Transgender story time

"I have a girl brain but a boy body," said a line in the book read to 50 kindergarten students at Ashlawn Elementary School in Arlington, Virginia, for "National Day of School and Community Readings" event last week.

The event was sponsored by the National Education Association and the Human Rights Campaign, which claims there are hundreds of thousands of children who identify as transgender. It was not clear how many transgender kindergartners were alleged to be in the class, or if any were at all, but a Human Rights Campaign spokeswoman said the book was chosen to help teach children to be respectful to all of their classmates.

The book is about an individual's experiences as a transgender teen and was read to the students by a transgender activist.

When many people are still finding themselves well into adulthood, talk about a group of confused kindergartners.

Reportedly, parents were notified by a letter of the story-time subject and could opt out their child from attending.

What are your students hearing at sponsored reading days at their schools?

Dragging the line

Just days before a Customs and Border Protection report showed illegal border crossing arrests are at their highest since 2008, drag queens in South Texas gathered in Brownsville to show there is no border crisis whatsoever and to host a No Border Wall Drag Protest.

Beatrix Lestrange, outfitted in a choker with studs, a red wig, a multicolored dress and black pumps, told cheering and applauding watchers gathered in a semi-circle at the event that they would "try to bring joy, positivity [and] drag culture to whatever this is." At that, she pointed to the border wall behind her. "Who's ready to have a political time?"

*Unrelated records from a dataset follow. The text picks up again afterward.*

//! Active editor/selection mirroring. Editor/document/tab state
//! mirroring itself is out of scope here; this is the registered shape only.

use std::sync::Arc;

use eh_rpc::{BoxFuture, LocalActor, ProxyIdentifier, ReplyValue, RpcError};
use serde::{Deserialize, Serialize};

use crate::registry::{ServiceActorBuilder, json_arg};

pub const ID: ProxyIdentifier = ProxyIdentifier::new(3, "editors");

#[derive(Debug, Clone, Serialize, Deserialize)]
pub struct Selection {
    pub anchor_offset: u32,
    pub active_offset: u32,
}

pub trait EditorsShape: Send + Sync {
    fn reveal_range(&self, uri: String, start_offset: u32, end_offset: u32) -> BoxFuture<Result<(), RpcError>>;
    fn set_selections(&self, uri: String, selections: Vec<Selection>) -> BoxFuture<Result<(), RpcError>>;
}

pub fn actor(shape: Arc<dyn EditorsShape>) -> Arc<dyn LocalActor> {
    let reveal = shape.clone();
    let select = shape;
    ServiceActorBuilder::new(ID)
        .method("revealRange", 3, move |args, _cancel| {
            let reveal = reveal.clone();
            async move {
                let uri: String = json_arg("revealRange", &args, 0)?;
                let start: u32 = json_arg("revealRange", &args, 1)?;
                let end: u32 = json_arg("revealRange", &args, 2)?;
                reveal.reveal_range(uri, start, end).await?;
                Ok(ReplyValue::Empty)
            }
        })
        .method("setSelections", 2, move |args, _cancel| {
            let select = select.clone();
            async move {
                let uri: String = json_arg("setSelections", &args, 0)?;
                let selections: Vec<Selection> = json_arg("setSelections", &args, 1)?;
                select.set_selections(uri, selections).await?;
                Ok(ReplyValue::Empty)
            }
        })
        .build()
}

The Rio Grande Valley drag queens said they would donate whatever money they raised from their protest - you pay to attend a protest? - to LGBTQ asylum seekers. While authorities have been able to identify a number of criminals coming across the border, no count of LGBTQ asylum seekers has been made.

A professor at the University of Texas Rio Grande Valley was among those with his eyes on the drag queens. The show, he said, exemplifies how the Rio Grande Valley is the United States at its finest.

You can't make up this stuff.

Royal to find itself

The newest expected English royal apparently will determine its own gender.

Duchess of Sussex mom-to-be Meghan Markle and her husband, Prince Harry, reported by Vanity Fair, say they plan to take a "gender fluid" approach to raising their child, which reports have said is a boy.

"Meghan," the report says, quoting a source, "has been talking to some of her friends about the birth and how she and Harry plan to raise their baby. Her exact word was fluid. She said they plan to raise their child with a fluid approach to gender and they won't be imposing any stereotypes.

The pair supposedly is planning a gender-neutral nursery in whites and grays - not blues or pinks - and want to raise the child without gender stereotyping.

"This seems to be in line with Meghan's ideas about how to raise children," the report says.

So if you're planning to send the royals a baby present, good luck, although a kilt might work on both sides of the street.